Thursday, September 8, 2016

The Benefits of Uncertainty

I doubt that it's possible to be certain of anything.

I don't want to say I know it's not possible to be certain of anything, of course, because in that case I can be accused of claiming I'm certain that we can't be certain of anything, thus contradicting my own claim through the magic of language.  And, in fact, I'm not certain it's not possible to be certain of anything.  Unfortunately, I'm certain that I'm not certain it's not possible to be certain.

There are problems in the use of the word "certain," then.  There are also problems in the use of the word "true."  For that matter, there are problems with the use of the word "know."  These problems may be usefully addressed by philosophers--I'm not certain that's the case, however.  John Dewey, as we know, maintained that "truth" was problematic and so, being inclined to awkwardness in the use of language, substituted for it "warranted assertability."

The problems caused by the word "certain" and its synonyms are not merely those which may befuddle philosophers, because the problems of philosophers can also be problems in what certain of them delight in calling "ordinary, day-to-day life (or existence)."  At least they can if we let them.  And to a certain extent I think we have, as we have come to accept that it's desirable to be certain, and even that we must be certain.

Certain of what?--you might ask, and I do ask, rhetorically.  Certain of anything of importance to us or to others.

Dewey wrote of the difficulties resulting from the desire or need for certainty in The Quest for Certainty.  One of those difficulties is that we convince ourselves that only what is certain can be considered true, or good.  Having done so, we necessarily despair of or denigrate what takes place in our lives, because very little of what does or will take place is absolutely certain.  So, we come to believe that we, and the world, are defective in some way, and true certainty lies elsewhere.  Or we come to doubt our senses, our judgments, our actions.

Even in ancient times, there were skeptics (who are, unsurprisingly, called "the skeptics" or sometimes "sophists") and they apparently would wander about Greece annoying people with their skepticism.  They were so annoying that certain philosophers, such as Plato, felt it necessary to rebut them.  In Plato's case, he did so through his character called "Socrates" who may or may not have espoused arguments which were similar to those of the actual Socrates.  It was, and probably is, thought necessary to do so because certainty is thought essential by many.

Speaking only for myself (which is all that I can do in this case) skepticism doesn't trouble me.  I'm unimpressed by the fact that we cannot know most anything with absolute certainty.  I see no reason why we should.  And, I'm quite content to make judgments based on the best available evidence, even if that means I cannot be certain those judgments are absolutely true.

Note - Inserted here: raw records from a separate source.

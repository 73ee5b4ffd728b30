//! Storage entities and the container view over them.

use crate::grid::GridPosition;
use crate::id::EntityId;
use crate::item::{ItemCategory, ItemStack, take_shopping_list};
use crate::registry::Registry;
use crate::world::{EntityKind, World};
use serde::{Deserialize, Serialize};

/// Slot count of an ordinary chest.
pub const DEFAULT_CHEST_SLOTS: usize = 36;

/// How well a container can take a product. Ordered by preference.
#[derive(Debug, Clone, Copy, PartialEq, Eq, PartialOrd, Ord, Hash, Serialize, Deserialize)]
pub enum Capacity {
    /// Never accepts this class of product.
    Unusable,
    NoSpace,
    CanHold,
    /// Can hold it, and already has a stack of it.
    CanHoldAndHasMainProduct,
    /// Designated for this kind of product.
    Preferred,
}

impl Capacity {
    pub fn accepts(self) -> bool {
        self >= Capacity::CanHold
    }
}

#[derive(Debug, Clone, Copy, Default, PartialEq, Eq, Serialize, Deserialize)]
pub enum ChestKind {
    #[default]
    Standard,
    /// A small chest that acts as a shipping bin.
    MiniShippingBin,
    /// Owned by someone else; never touched.
    Locked,
}

/// Category designation on a chest.
#[derive(Debug, Clone, Copy, Default, PartialEq, Eq, Serialize, Deserialize)]
pub enum ChestFilter {
    #[default]
    Any,
    /// Accepts anything, prefers this category.
    Prefer(ItemCategory),
    /// Accepts only this category.
    Only(ItemCategory),
}

#[derive(Debug, Clone, PartialEq, Eq, Serialize, Deserialize)]
pub struct Chest {
    pub kind: ChestKind,
    #[serde(default)]
    pub filter: ChestFilter,
    pub slots: usize,
    pub items: Vec<ItemStack>,
}

impl Default for Chest {
    fn default() -> Self {
        Self::new(DEFAULT_CHEST_SLOTS)
    }
}

impl Chest {
    pub fn new(slots: usize) -> Self {
        Self {
            kind: ChestKind::Standard,
            filter: ChestFilter::Any,
            slots,
            items: Vec::new(),
        }
    }

    pub fn with_items(mut self, items: Vec<ItemStack>) -> Self {
        self.items = items;
        self
    }

    pub fn with_filter(mut self, filter: ChestFilter) -> Self {
        self.filter = filter;
        self
    }

    pub fn with_kind(mut self, kind: ChestKind) -> Self {
        self.kind = kind;
        self
    }

    pub fn free_slots(&self) -> usize {
        self.slots.saturating_sub(self.items.len())
    }

    fn admits(&self, category: Option<ItemCategory>) -> bool {
        match (self.kind, self.filter) {
            (ChestKind::Standard, ChestFilter::Only(only)) => category == Some(only),
            (ChestKind::Standard, _) => true,
            _ => false,
        }
    }

    fn designated_for(&self, category: Option<ItemCategory>) -> bool {
        match self.filter {
            ChestFilter::Prefer(c) | ChestFilter::Only(c) => category == Some(c),
            ChestFilter::Any => false,
        }
    }

    /// Capacity class for one product.
    pub fn capacity_for(&self, registry: &Registry, product: &ItemStack) -> Capacity {
        let category = registry.category(product.item);
        if !self.admits(category) {
            return Capacity::Unusable;
        }
        if self.placed(registry, std::slice::from_ref(product)).is_none() {
            return Capacity::NoSpace;
        }
        if self.designated_for(category) {
            Capacity::Preferred
        } else if self.items.iter().any(|s| s.can_stack_with(product)) {
            Capacity::CanHoldAndHasMainProduct
        } else {
            Capacity::CanHold
        }
    }

    /// Best capacity class across several products offered together.
    pub fn can_hold(&self, registry: &Registry, products: &[ItemStack]) -> Capacity {
        if self.kind != ChestKind::Standard {
            return Capacity::Unusable;
        }
        products
            .iter()
            .map(|p| self.capacity_for(registry, p))
            .max()
            .unwrap_or(Capacity::NoSpace)
    }

    /// The contents after storing `items`, or `None` if any of them fails to
    /// fit. Existing stacks are topped up before new slots are opened.
    fn placed(&self, registry: &Registry, items: &[ItemStack]) -> Option<Vec<ItemStack>> {
        if items.iter().any(|i| !self.admits(registry.category(i.item))) {
            return None;
        }
        self.stowed(registry, items)
    }

    /// Slot and stack placement alone; the chest kind and filter are not
    /// consulted.
    fn stowed(&self, registry: &Registry, items: &[ItemStack]) -> Option<Vec<ItemStack>> {
        let mut contents = self.items.clone();
        for item in items {
            if stow(registry, &mut contents, self.slots, item) < item.quantity {
                return None;
            }
        }
        Some(contents)
    }

    /// The part of `list` that fits, line by line in order. Used by bins
    /// that accept anything but have a fixed slot count.
    pub(crate) fn room_for(&self, registry: &Registry, list: &[ItemStack]) -> Vec<ItemStack> {
        let mut contents = self.items.clone();
        list.iter()
            .filter_map(|item| {
                let moved = stow(registry, &mut contents, self.slots, item);
                (moved > 0).then(|| item.with_quantity(moved))
            })
            .collect()
    }

    /// Like [`Chest::store`] but ignoring the chest kind and filter.
    pub(crate) fn deposit(&mut self, registry: &Registry, items: &[ItemStack]) -> bool {
        match self.stowed(registry, items) {
            Some(contents) => {
                self.items = contents;
                true
            }
            None => false,
        }
    }

    /// Store every item or none of them.
    pub fn store(&mut self, registry: &Registry, items: &[ItemStack]) -> bool {
        match self.placed(registry, items) {
            Some(contents) => {
                self.items = contents;
                true
            }
            None => false,
        }
    }

    /// Whether [`Chest::store`] would succeed.
    pub fn fits_all(&self, registry: &Registry, items: &[ItemStack]) -> bool {
        self.placed(registry, items).is_some()
    }

    /// Remove a shopping list; nothing is removed if any line is short.
    pub fn withdraw(&mut self, list: &[ItemStack]) -> Option<Vec<ItemStack>> {
        take_shopping_list(&mut self.items, list)
    }
}

/// Place as much of `item` into `contents` as `slots` allows and return how
/// many units went in.
fn stow(registry: &Registry, contents: &mut Vec<ItemStack>, slots: usize, item: &ItemStack) -> u32 {
    let max = registry.max_stack(item.item);
    let mut remaining = item.quantity;
    for stack in contents.iter_mut().filter(|s| s.can_stack_with(item)) {
        if remaining == 0 {
            break;
        }
        let moved = max.saturating_sub(stack.quantity).min(remaining);
        stack.quantity += moved;
        remaining -= moved;
    }
    while remaining > 0 && contents.len() < slots {
        let moved = remaining.min(max);
        contents.push(item.with_quantity(moved));
        remaining -= moved;
    }
    item.quantity - remaining
}

// ---------------------------------------------------------------------------
// Container view
// ---------------------------------------------------------------------------

/// A chest seen as a logistics container. Projected from the world on every
/// inspection; holds no state of its own.
#[derive(Debug, Clone, Copy, PartialEq, Eq)]
pub struct Container {
    pub entity: EntityId,
    pub tile: GridPosition,
}

impl Container {
    pub fn new(entity: EntityId, tile: GridPosition) -> Self {
        Self { entity, tile }
    }

    fn chest<'w>(&self, world: &'w World) -> Option<&'w Chest> {
        world.chest(self.entity)
    }

    pub fn items<'w>(&self, world: &'w World) -> &'w [ItemStack] {
        self.chest(world).map(|c| c.items.as_slice()).unwrap_or(&[])
    }

    pub fn can_hold(&self, world: &World, products: &[ItemStack]) -> Capacity {
        self.chest(world)
            .map(|c| c.can_hold(world.registry(), products))
            .unwrap_or(Capacity::Unusable)
    }

    pub fn fits_all(&self, world: &World, items: &[ItemStack]) -> bool {
        self.chest(world)
            .is_some_and(|c| c.fits_all(world.registry(), items))
    }

    pub fn store(&self, world: &mut World, items: &[ItemStack]) -> bool {
        match world.split_entity_mut(self.entity) {
            Some((entity, registry)) => match &mut entity.kind {
                EntityKind::Chest(chest) => chest.store(registry, items),
                _ => false,
            },
            None => false,
        }
    }

    pub fn withdraw(&self, world: &mut World, list: &[ItemStack]) -> Option<Vec<ItemStack>> {
        world.chest_mut(self.entity)?.withdraw(list)
    }
}

#[cfg(test)]
mod tests {
    use super::*;
    use crate::item::Quality;
    use crate::registry::{ItemDef, RegistryBuilder};
    use crate::test_utils::*;

    fn small_stacks() -> (Registry, crate::id::ItemTypeId) {
        let mut b = RegistryBuilder::new();
        let pebble = b.register_item_def(ItemDef {
            name: "pebble".into(),
            category: ItemCategory::Mineral,
            tags: vec![],
            max_stack: 10,
        });
        (b.build().unwrap(), pebble)
    }

    #[test]
    fn capacity_precedence_is_ordered() {
        assert!(Capacity::Preferred > Capacity::CanHoldAndHasMainProduct);
        assert!(Capacity::CanHoldAndHasMainProduct > Capacity::CanHold);
        assert!(Capacity::CanHold > Capacity::NoSpace);
        assert!(Capacity::NoSpace > Capacity::Unusable);
        assert!(Capacity::CanHold.accepts());
        assert!(!Capacity::NoSpace.accepts());
    }

    #[test]
    fn capacity_classes() {
        let reg = sample_registry();
        let chest = Chest::new(2).with_items(vec![ItemStack::new(cheese(), 3)]);
        assert_eq!(
            chest.capacity_for(&reg, &ItemStack::new(cheese(), 1)),
            Capacity::CanHoldAndHasMainProduct
        );
        assert_eq!(chest.capacity_for(&reg, &ItemStack::new(milk(), 1)), Capacity::CanHold);

        let full = Chest::new(1).with_items(vec![ItemStack::new(cheese(), 3)]);
        assert_eq!(full.capacity_for(&reg, &ItemStack::new(milk(), 1)), Capacity::NoSpace);
    }

    #[test]
    fn gold_cheese_does_not_count_as_main_product() {
        let reg = sample_registry();
        let chest = Chest::new(4).with_items(vec![ItemStack::new(cheese(), 3)]);
        let gold = ItemStack::new(cheese(), 1).with_quality(Quality::Gold);
        assert_eq!(chest.capacity_for(&reg, &gold), Capacity::CanHold);
    }

    #[test]
    fn filters_prefer_and_restrict() {
        let reg = sample_registry();
        let artisan = Chest::new(4).with_filter(ChestFilter::Only(ItemCategory::ArtisanGoods));
        assert_eq!(artisan.capacity_for(&reg, &ItemStack::new(cheese(), 1)), Capacity::Preferred);
        assert_eq!(artisan.capacity_for(&reg, &ItemStack::new(milk(), 1)), Capacity::Unusable);

        let fishy = Chest::new(4).with_filter(ChestFilter::Prefer(ItemCategory::Fish));
        assert_eq!(fishy.capacity_for(&reg, &ItemStack::new(crab(), 1)), Capacity::Preferred);
        assert_eq!(fishy.capacity_for(&reg, &ItemStack::new(milk(), 1)), Capacity::CanHold);
    }

    #[test]
    fn special_chests_are_unusable() {
        let reg = sample_registry();
        let product = [ItemStack::new(cheese(), 1)];
        for kind in [ChestKind::Locked, ChestKind::MiniShippingBin] {
            let chest = Chest::new(4).with_kind(kind);
            assert_eq!(chest.can_hold(&reg, &product), Capacity::Unusable);
        }
    }

    #[test]
    fn can_hold_takes_the_best_product() {
        let reg = sample_registry();
        let chest = Chest::new(4).with_items(vec![ItemStack::new(crab(), 1)]);
        let products = [ItemStack::new(milk(), 1), ItemStack::new(crab(), 1)];
        assert_eq!(chest.can_hold(&reg, &products), Capacity::CanHoldAndHasMainProduct);
        assert_eq!(chest.can_hold(&reg, &[]), Capacity::NoSpace);
    }

    #[test]
    fn store_tops_up_then_opens_slots() {
        let (reg, pebble) = small_stacks();
        let mut chest = Chest::new(3).with_items(vec![ItemStack::new(pebble, 8)]);
        assert!(chest.store(&reg, &[ItemStack::new(pebble, 15)]));
        assert_eq!(
            chest.items,
            vec![
                ItemStack::new(pebble, 10),
                ItemStack::new(pebble, 10),
                ItemStack::new(pebble, 3),
            ]
        );
    }

    #[test]
    fn store_is_all_or_nothing() {
        let (reg, pebble) = small_stacks();
        let mut chest = Chest::new(2).with_items(vec![ItemStack::new(pebble, 5)]);
        let before = chest.clone();
        // 5 more fit the first stack, 10 the free slot, the last 1 does not.
        assert!(!chest.store(&reg, &[ItemStack::new(pebble, 5), ItemStack::new(pebble, 11)]));
        assert_eq!(chest, before);
        assert!(!chest.fits_all(&reg, &[ItemStack::new(pebble, 16)]));
        assert!(chest.fits_all(&reg, &[ItemStack::new(pebble, 15)]));
    }

    #[test]
    fn room_for_ignores_kind_but_not_slots() {
        let (reg, pebble) = small_stacks();
        let mini = Chest::new(2)
            .with_kind(ChestKind::MiniShippingBin)
            .with_items(vec![ItemStack::new(pebble, 7)]);
        assert!(!mini.fits_all(&reg, &[ItemStack::new(pebble, 1)]));
        assert_eq!(
            mini.room_for(&reg, &[ItemStack::new(pebble, 20), ItemStack::new(milk(), 1)]),
            vec![ItemStack::new(pebble, 13)]
        );

        let mut mini = mini;
        assert!(!mini.deposit(&reg, &[ItemStack::new(pebble, 14)]));
        assert_eq!(mini.items, vec![ItemStack::new(pebble, 7)]);
        assert!(mini.deposit(&reg, &[ItemStack::new(pebble, 13)]));
        assert_eq!(mini.items, vec![ItemStack::new(pebble, 10), ItemStack::new(pebble, 10)]);
    }

    #[test]
    fn withdraw_splits_and_verifies_first() {
        let mut chest = Chest::new(4).with_items(vec![
            ItemStack::new(milk(), 2),
            ItemStack::new(wheat(), 1),
            ItemStack::new(milk(), 2),
        ]);
        assert!(chest.withdraw(&[ItemStack::new(milk(), 5)]).is_none());
        assert_eq!(chest.items.len(), 3);

        let taken = chest.withdraw(&[ItemStack::new(milk(), 3)]).unwrap();
        assert_eq!(taken, vec![ItemStack::new(milk(), 3)]);
        assert_eq!(
            chest.items,
            vec![ItemStack::new(wheat(), 1), ItemStack::new(milk(), 1)]
        );
    }

    #[test]
    fn view_reads_and_writes_through_world() {
        let mut world = corridor_world();
        let tile = GridPosition::new(1, 1);
        let id = place_chest(&mut world, tile, vec![ItemStack::new(milk(), 2)]);
        let container = Container::new(id, tile);

        assert_eq!(container.items(&world), &[ItemStack::new(milk(), 2)]);
        assert!(container.store(&mut world, &[ItemStack::new(cheese(), 1)]));
        assert_eq!(
            container.withdraw(&mut world, &[ItemStack::new(milk(), 1)]),
            Some(vec![ItemStack::new(milk(), 1)])
        );
        assert_eq!(container.items(&world).len(), 2);
        assert_eq!(
            container.can_hold(&world, &[ItemStack::new(cheese(), 1)]),
            Capacity::CanHoldAndHasMainProduct
        );
    }
}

In fact, I question whether any of us really doubt when we're not absolutely certain.  If our conduct is any guide, I don't think we can reasonably maintain that we do.  Though it's true we don't know with absolute certainty the sun will rise tomorrow, we don't harbor any doubt that it will; the possibility that it won't rise doesn't cause any worry or concern.  There are many things we take for granted even when we know there is a possibility they won't take place.  It's how we live, and we have no reason to doubt unless something arises which causes us actual concern or worry, or creates a problem.  We don't normally require certainty in "ordinary day-to-day life."

So certainty as Dewey addressed it isn't quite the issue it is in life as it is in philosophy.  We like being certain of things in life as well, of course.  But we like to be uncertain, especially as far as people we dislike or positions with which we disagree are concerned.  That is to say, we're selective in our demand for certainty. 

The controversy, such as it is, regarding climate change is an example of the demand for certainty.  The questioning of the theory of evolution is another.  Those who deny climate change face a problem in doing so, because it appears that the vast majority of those knowledgeable in the area believe it exists.  There are, however, a handy few who disagree.  Thus, it can be claimed there is uncertainty--it isn't absolutely certain that climate change is taking place, or that humanity has caused or exacerbated it, so it may be discounted.  It may as well be claimed to be a hoax, a kind of fraud being perpetrated for some reason by someone (what would motivate the hoax is unclear to me).

As to the theory of evolution, merely because it is overwhelming accepted by those knowledgeable and there is ample evidence for it, it can't be established with certainty.  So, it can't be said to be true; therefore, it's appropriate for other theories to be taught, such as creationism.  Uncertainty can have its benefits, for creationists in any case.

There may well be a quest for certainty, as Dewey proposed.  However, the demand for certainty is something which doesn't universally apply.  We don't need certainty to live, we disregard it in most cases.  We demand it when we find it useful to do so.  We find it useful to do so when we disagree with each other.

In that manner, the fact that people we disagree with can't establish their claims with certainty, and positions with which we disagree with can't be established with certainty, is a benefit for some of us.  It allows them to hold untenable opinions and make unreasonable decisions serenely, secure in the knowledge (so to speak) that it doesn't matter whether they can't be certain of them because nobody can be absolutely certain of anything. 

The idea that no belief can be criticized because nothing is certain can be reassuring, in some cases.